▸ **Saved data entries**
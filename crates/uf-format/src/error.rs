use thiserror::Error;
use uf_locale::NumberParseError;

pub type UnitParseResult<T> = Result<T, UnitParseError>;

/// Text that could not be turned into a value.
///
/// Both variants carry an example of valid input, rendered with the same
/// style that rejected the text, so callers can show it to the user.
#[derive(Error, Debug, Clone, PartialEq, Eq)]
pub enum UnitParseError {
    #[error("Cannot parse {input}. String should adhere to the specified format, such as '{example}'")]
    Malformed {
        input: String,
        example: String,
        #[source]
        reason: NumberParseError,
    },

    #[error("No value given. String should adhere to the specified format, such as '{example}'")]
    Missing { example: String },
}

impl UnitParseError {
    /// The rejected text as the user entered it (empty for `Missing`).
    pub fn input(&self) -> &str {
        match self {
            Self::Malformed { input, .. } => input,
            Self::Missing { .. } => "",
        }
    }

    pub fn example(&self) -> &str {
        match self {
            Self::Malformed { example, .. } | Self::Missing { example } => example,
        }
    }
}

...

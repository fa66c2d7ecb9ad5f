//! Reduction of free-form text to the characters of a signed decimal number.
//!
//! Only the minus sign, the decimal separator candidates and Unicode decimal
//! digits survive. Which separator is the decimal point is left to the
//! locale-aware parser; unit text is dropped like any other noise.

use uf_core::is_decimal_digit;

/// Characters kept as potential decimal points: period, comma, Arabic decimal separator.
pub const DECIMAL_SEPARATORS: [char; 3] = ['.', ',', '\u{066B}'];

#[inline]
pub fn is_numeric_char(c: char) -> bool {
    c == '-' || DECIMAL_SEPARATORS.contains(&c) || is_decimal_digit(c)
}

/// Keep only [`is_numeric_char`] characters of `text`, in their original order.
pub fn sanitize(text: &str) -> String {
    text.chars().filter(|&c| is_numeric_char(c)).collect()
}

▸ **REQUIREMENT**
Look above for every line with the word "user" and copy it.

▸ **THE COMPLETED TASK**
/// style that rejected the text, so callers can show it to the user.
    /// The rejected text as the user entered it (empty for `Missing`).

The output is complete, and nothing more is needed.